Tillman’s most successful (and inconsistent) period came during his eight years (1946-54) with Columbia. He began strong with a hard-charging hit version of Jerry Irby’s gleefully fatalistic “Drivin’ Nails In My Coffin”. “Some Other World” and “I’ll Be Leaving This Old World Someday” approached fatalism from different directions, the former morose, the latter lighthearted. “I Love You So Much It Hurts” captured pure love’s aching intensity. Yet his misses, too, were spectacular; 1948’s insipid “Cold, Cold Woman” clearly capitalized on Arthur Godfrey’s moronic pop hit “Too Fat Polka”.
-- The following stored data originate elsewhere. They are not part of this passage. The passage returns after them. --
// File: crates/chart-core/src/scale.rs
// Summary: Time (X) and amount (Y) scales mapping data domains to pixel ranges.

use crate::grid::{tick_step, ticks};
use crate::time::{format_tick, time_ticks};

/// Forward and inverse pixel mapping shared by the chart's scales.
pub trait ScaleTransform {
    type Value;
    fn to_px(&self, v: Self::Value) -> f64;
    fn from_px(&self, px: f64) -> Self::Value;
}

fn interpolate(a: f64, b: f64, t: f64) -> f64 {
    a * (1.0 - t) + b * t
}

/// Continuous linear scale. A zero-width domain maps everything to the middle
/// of the range.
#[derive(Clone, Copy, Debug, PartialEq)]
pub struct LinearScale {
    pub domain: (f64, f64),
    pub range: (f64, f64),
}

impl LinearScale {
    pub fn new(domain: (f64, f64), range: (f64, f64)) -> Self {
        Self { domain, range }
    }

    #[inline]
    fn normalize(&self, v: f64) -> f64 {
        let (d0, d1) = self.domain;
        let span = d1 - d0;
        if span == 0.0 { 0.5 } else { (v - d0) / span }
    }

    pub fn ticks(&self, count: usize) -> Vec<f64> {
        ticks(self.domain.0, self.domain.1, count)
    }

    /// Ticks with labels using a fixed precision derived from the tick step.
    pub fn labelled_ticks(&self, count: usize) -> Vec<(f64, String)> {
        let step = tick_step(self.domain.0, self.domain.1, count);
        let precision = precision_fixed(step);
        self.ticks(count).into_iter().map(|v| (v, format_grouped(v, precision))).collect()
    }
}

impl ScaleTransform for LinearScale {
    type Value = f64;

    fn to_px(&self, v: f64) -> f64 {
        interpolate(self.range.0, self.range.1, self.normalize(v))
    }

    fn from_px(&self, px: f64) -> f64 {
        let (r0, r1) = self.range;
        let t = if r1 == r0 { 0.5 } else { (px - r0) / (r1 - r0) };
        interpolate(self.domain.0, self.domain.1, t)
    }
}

/// Linear scale over unix time. The domain is kept in epoch milliseconds so
/// ticks can land on sub-second boundaries.
#[derive(Clone, Copy, Debug, PartialEq)]
pub struct TimeScale {
    inner: LinearScale,
}

impl TimeScale {
    /// Scale over `[start, stop]` unix seconds.
    pub fn from_seconds(start: i64, stop: i64, range: (f64, f64)) -> Self {
        Self { inner: LinearScale::new((start as f64 * 1000.0, stop as f64 * 1000.0), range) }
    }

    /// Domain in unix seconds.
    pub fn domain_seconds(&self) -> (f64, f64) {
        (self.inner.domain.0 / 1000.0, self.inner.domain.1 / 1000.0)
    }

    pub fn range(&self) -> (f64, f64) { self.inner.range }

    /// Map unix seconds to pixels.
    pub fn seconds_to_px(&self, t: i64) -> f64 {
        self.inner.to_px(t as f64 * 1000.0)
    }

    /// Tick instants in epoch milliseconds.
    pub fn ticks(&self, count: usize) -> Vec<i64> {
        time_ticks(self.inner.domain.0, self.inner.domain.1, count)
    }

    pub fn labelled_ticks(&self, count: usize) -> Vec<(i64, String)> {
        self.ticks(count).into_iter().map(|ms| (ms, format_tick(ms))).collect()
    }
}

impl ScaleTransform for TimeScale {
    /// Epoch milliseconds.
    type Value = f64;

    fn to_px(&self, ms: f64) -> f64 { self.inner.to_px(ms) }
    fn from_px(&self, px: f64) -> f64 { self.inner.from_px(px) }
}

/// Decimal places needed to tell apart values `step` apart.
pub fn precision_fixed(step: f64) -> usize {
    let step = step.abs();
    if step == 0.0 || !step.is_finite() { return 0; }
    (-step.log10().floor()).max(0.0) as usize
}

/// Fixed-point number with `,` thousands separators and a typographic minus.
/// A negative value that rounds to zero prints unsigned.
pub fn format_grouped(v: f64, precision: usize) -> String {
    let body = format!("{:.*}", precision, v.abs());
    let (int, frac) = match body.split_once('.') {
        Some((i, f)) => (i, Some(f)),
        None => (body.as_str(), None),
    };
    let mut grouped = String::with_capacity(int.len() + int.len() / 3);
    for (i, ch) in int.chars().enumerate() {
        if i > 0 && (int.len() - i) % 3 == 0 {
            grouped.push(',');
        }
        grouped.push(ch);
    }
    if let Some(f) = frac {
        grouped.push('.');
        grouped.push_str(f);
    }
    let is_zero = body.bytes().all(|b| b == b'0' || b == b'.');
    if v < 0.0 && !is_zero { format!("\u{2212}{grouped}") } else { grouped }
}

#[cfg(test)]
mod tests {
    use super::*;

    #[test]
    fn amount_scale_is_inverted() {
        let y = LinearScale::new((0.0, 30.0), (250.0, 0.0));
        assert_eq!(y.to_px(0.0), 250.0);
        assert_eq!(y.to_px(30.0), 0.0);
        assert!((y.to_px(10.0) - 166.6666).abs() < 1e-3);
        assert!((y.from_px(125.0) - 15.0).abs() < 1e-9);
    }

    #[test]
    fn degenerate_domain_maps_to_middle() {
        let x = TimeScale::from_seconds(500, 500, (0.0, 230.0));
        assert_eq!(x.seconds_to_px(500), 115.0);
        assert_eq!(x.seconds_to_px(900), 115.0);
    }

    #[test]
    fn time_scale_spans_range() {
        let x = TimeScale::from_seconds(1000, 2000, (0.0, 230.0));
        assert_eq!(x.seconds_to_px(1000), 0.0);
        assert_eq!(x.seconds_to_px(2000), 230.0);
        assert_eq!(x.domain_seconds(), (1000.0, 2000.0));
    }

    #[test]
    fn grouped_formatting() {
        assert_eq!(format_grouped(20.0, 0), "20");
        assert_eq!(format_grouped(1234567.0, 0), "1,234,567");
        assert_eq!(format_grouped(0.5, 1), "0.5");
        assert_eq!(format_grouped(-2000.0, 0), "\u{2212}2,000");
        assert_eq!(format_grouped(-0.01, 1), "0.0");
    }

    #[test]
    fn amount_tick_labels() {
        let y = LinearScale::new((0.0, 30.0), (250.0, 0.0));
        assert_eq!(y.labelled_ticks(1), vec![(0.0, "0".to_string()), (20.0, "20".to_string())]);
        let small = LinearScale::new((0.0, 0.6), (250.0, 0.0));
        assert_eq!(precision_fixed(tick_step(0.0, 0.6, 1)), 1);
        assert_eq!(small.labelled_ticks(1), vec![(0.0, "0.0".to_string()), (0.5, "0.5".to_string())]);
    }
}
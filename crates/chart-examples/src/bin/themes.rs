// File: crates/chart-examples/src/bin/themes.rs
// Summary: Minimal example that renders the same small-multiples grid once per theme preset to SVG.

use anyhow::Result;
use chart_core::theme::presets;
use chart_core::{Chart, PlanOptions, Record, SvgRenderer};

fn main() -> Result<()> {
    // Three short series, five samples each, one minute apart
    let mut records = Vec::new();
    for (name, base) in [("api", 12.0), ("db", 30.0), ("cache", 4.0)] {
        for (i, bump) in [1.0, 3.0, 2.0, 5.0, 4.0].into_iter().enumerate() {
            records.push(Record::new(name, 1_600_000_000 + 60 * i as i64, base + bump));
        }
    }

    let out_dir = std::path::PathBuf::from("target/out");
    std::fs::create_dir_all(&out_dir)?;
    for theme in presets() {
        let name = theme.name;
        let chart = Chart::with_options(PlanOptions { theme, ..PlanOptions::default() });
        let plan = chart.plan(&records, 720.0)?;
        let out = out_dir.join(format!("example_{name}.svg"));
        std::fs::write(&out, SvgRenderer::default().render_string(&plan)?)?;
        println!("Wrote {}", out.display());
    }
    Ok(())
}
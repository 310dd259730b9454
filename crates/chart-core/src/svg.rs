// File: crates/chart-core/src/svg.rs
// Summary: SVG backend: serialises a render plan as one <svg> per panel.

use std::fmt::Write;

use crate::axis::{Axis, AxisOrient, TICK_SIZE};
use crate::backend::Renderer;
use crate::chart::{Panel, RenderPlan};
use crate::error::PlanError;
use crate::geometry::Num;

/// Crisp 1px lines sit on half pixels.
const HALF_PX: f64 = 0.5;

#[derive(Clone, Copy, Debug, Default, PartialEq, Eq)]
pub enum SvgLayout {
    /// A single standalone SVG document with nested panels.
    #[default]
    Document,
    /// An HTML grid container holding one inline SVG per panel.
    Grid,
}

#[derive(Clone, Copy, Debug, Default)]
pub struct SvgRenderer {
    pub layout: SvgLayout,
}

impl SvgRenderer {
    pub fn new(layout: SvgLayout) -> Self { Self { layout } }

    pub fn render_string(&self, plan: &RenderPlan) -> Result<String, PlanError> {
        let mut out = String::new();
        match self.layout {
            SvgLayout::Document => write_document(&mut out, plan)?,
            SvgLayout::Grid => write_grid(&mut out, plan)?,
        }
        Ok(out)
    }
}

impl Renderer for SvgRenderer {
    type Output = String;
    type Error = PlanError;

    fn render(&mut self, plan: &RenderPlan) -> Result<String, PlanError> {
        self.render_string(plan)
    }
}

fn write_document(out: &mut String, plan: &RenderPlan) -> std::fmt::Result {
    let (w, h) = plan.total_size();
    writeln!(
        out,
        r#"<svg xmlns="http://www.w3.org/2000/svg" width="{w}" height="{h}" viewBox="0 0 {w} {h}" style="color: {axis};">"#,
        w = Num(w),
        h = Num(h),
        axis = plan.theme.axis,
    )?;
    writeln!(out, r#"<rect width="100%" height="100%" fill="{}"/>"#, plan.theme.background)?;
    for p in &plan.panels {
        write_panel(out, plan, p, Some((p.frame.left, p.frame.top)))?;
    }
    writeln!(out, "</svg>")
}

fn write_grid(out: &mut String, plan: &RenderPlan) -> std::fmt::Result {
    writeln!(
        out,
        r#"<div class="dataviz" style="display: grid; grid-template-columns: repeat({}, 1fr); grid-gap: 0px; color: {}; background: {};">"#,
        plan.columns, plan.theme.axis, plan.theme.background,
    )?;
    for p in &plan.panels {
        write_panel(out, plan, p, None)?;
    }
    writeln!(out, "</div>")
}

fn write_panel(out: &mut String, plan: &RenderPlan, panel: &Panel, at: Option<(f64, f64)>) -> std::fmt::Result {
    let (pw, ph) = plan.panel_size;
    match at {
        Some((x, y)) => writeln!(out, r#"<svg x="{}" y="{}" width="{}" height="{}">"#, Num(x), Num(y), Num(pw), Num(ph))?,
        None => writeln!(out, r#"<svg xmlns="http://www.w3.org/2000/svg" width="{}" height="{}">"#, Num(pw), Num(ph))?,
    }
    writeln!(out, r#"<g transform="translate({},{})">"#, plan.insets.left, plan.insets.top)?;
    write_axis(out, plan, &panel.x_axis)?;
    write_axis(out, plan, &panel.y_axis)?;
    writeln!(
        out,
        r#"<path fill="none" stroke="{}" stroke-linejoin="round" stroke-linecap="round" stroke-width="{}" d="{}"></path>"#,
        panel.line.stroke,
        Num(panel.line.stroke_width),
        panel.line.data(),
    )?;
    writeln!(
        out,
        r#"<text text-anchor="start" y="{}" x="{}" style="fill: {};">{}</text>"#,
        Num(panel.label.y),
        Num(panel.label.x),
        panel.label.color,
        escape(&panel.label.text),
    )?;
    writeln!(out, "</g>")?;
    writeln!(out, "</svg>")
}

fn write_axis(out: &mut String, plan: &RenderPlan, axis: &Axis) -> std::fmt::Result {
    let k = axis.direction();
    let outer = k * TICK_SIZE;
    let (r0, r1) = (axis.range.0 + HALF_PX, axis.range.1 + HALF_PX);
    let (anchor, domain) = match axis.orient {
        AxisOrient::Bottom => ("middle", format!("M{},{}V{}H{}V{}", Num(r0), Num(outer), HALF_PX, Num(r1), Num(outer))),
        AxisOrient::Left => ("end", format!("M{},{}H{}V{}H{}", Num(outer), Num(r0), HALF_PX, Num(r1), Num(outer))),
    };
    let (ox, oy) = axis.origin;
    let transform = if ox != 0.0 || oy != 0.0 { format!(r#" transform="translate({},{})""#, Num(ox), Num(oy)) } else { String::new() };
    writeln!(
        out,
        r#"<g{transform} fill="none" font-size="{}" font-family="{}" text-anchor="{anchor}">"#,
        plan.theme.font_size, plan.theme.font_family,
    )?;
    writeln!(out, r#"<path class="domain" stroke="currentColor" d="{domain}"></path>"#)?;
    for tick in &axis.ticks {
        let pos = Num(tick.offset + HALF_PX);
        let label = escape(&tick.label);
        let dist = Num(axis.label_distance());
        if axis.is_horizontal() {
            writeln!(
                out,
                r#"<g class="tick" opacity="1" transform="translate({pos},0)"><line stroke="currentColor" y2="{}"></line><text fill="currentColor" y="{dist}" dy="0.71em">{label}</text></g>"#,
                Num(k * TICK_SIZE),
            )?;
        } else {
            writeln!(
                out,
                r#"<g class="tick" opacity="1" transform="translate(0,{pos})"><line stroke="currentColor" x2="{}"></line><text fill="currentColor" x="{dist}" dy="0.32em">{label}</text></g>"#,
                Num(k * TICK_SIZE),
            )?;
        }
    }
    writeln!(out, "</g>")
}

/// Escape text for XML character data and attribute values.
pub fn escape(s: &str) -> String {
    let mut out = String::with_capacity(s.len());
    for ch in s.chars() {
        match ch {
            '&' => out.push_str("&amp;"),
            '<' => out.push_str("&lt;"),
            '>' => out.push_str("&gt;"),
            '"' => out.push_str("&quot;"),
            '\'' => out.push_str("&#39;"),
            c => out.push(c),
        }
    }
    out
}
“Slippin’ Around”, inspired by a phone conversation he heard between a married woman and her boyfriend, became a hit despite the moral misgivings some disc jockeys had about Tillman’s hit version. As Kevin Coffey’s superb essay explains, Margaret Whiting and Jimmy Wakely’s cover version became a huge crossover pop and country smash because of its sanitized, rewritten lyrics and glossy pop production values. Certainly such a success merited a better follow-up than Tillman’s dreadful “I’ll Never Slip Around Again”, with mediocre lyrics laid upon the melody of the hit.
Nonetheless, Tillman had a few more masterpieces in him. 1949’s “This Cold War With You” ingeniously used the tenuous world situation as metaphor for a failing love affair. “I Gotta Have My Baby Back”, his final hit, remains a study in anguished desperation. Throughout, one can hear his phrasing going from something original to an exaggerated self-parody that made him an acquired taste for many and abbreviated his hit streak.
The pedestrian nature of most of his 1950-54 Columbia takes makes Disc 4 a tough listen. By then, he was losing interest, wearied by performing’s incessant grind and sobered by its physical toll on old friends. Coffey explains how Tillman backed away from the sawdust floors in favor of the more cerebral pursuit of studying philosophy.
His records no longer sold by the late ’50s, though a few of his small-label efforts had the funky charm of an artist with nothing more to prove. A 1957 RCA album produced by Chet Atkins only showed that the nascent Nashville Sound which worked for ex-honky-tonker Jim Reeves didn’t fit all Texans. Tillman’s 1960-61 Liberty singles, particularly “The Song Of Music”, revealed a metaphysical honky-tonker. Its lyrics — “I am the truth/I’m youth/I’m new/I’m old/I’m meek/I’m bold/And I am eternity” — clearly anticipated Willie and other progressive writers.
A year later, he recorded Let’s Make Memories With Floyd Tillman for Leon McAuliffe’s Cimarron label. With backing by McAuliffe’s Cimarron Boys, the LP remains a honky-tonk benchmark. Succeeding as both a song collection and a cohesive whole, it makes the 1981 tribute that ends the collection seem anticlimactic.
While Bear Family’s comprehensive approach succeeds in chronicling Tillman’s rollercoaster career, it’s hard to discern any point in including the laughably bad Columbia solo recordings by Floyd’s wife “Little Marge” and two duets with her second husband Biff Collie solely because they were recorded at Tillman sessions. A few recordings by Texas fiddler-vocalist Link Davis are great, but tangential to a Tillman collection. It’s also regrettable Bear couldn’t obtain permission to include Tillman’s 1960s Pickwick and Musicor LPs.
Floyd Tillman happily avoided the spotlight in the last three decades of his life. Financially secure through composer royalties, he lived frugally and performed infrequently. Nonetheless, between he and Ernest Tubb lay the primordial goo where Texas-grown honky-tonk began. Here, for better and occasionally worse, one can examine it at the molecular level.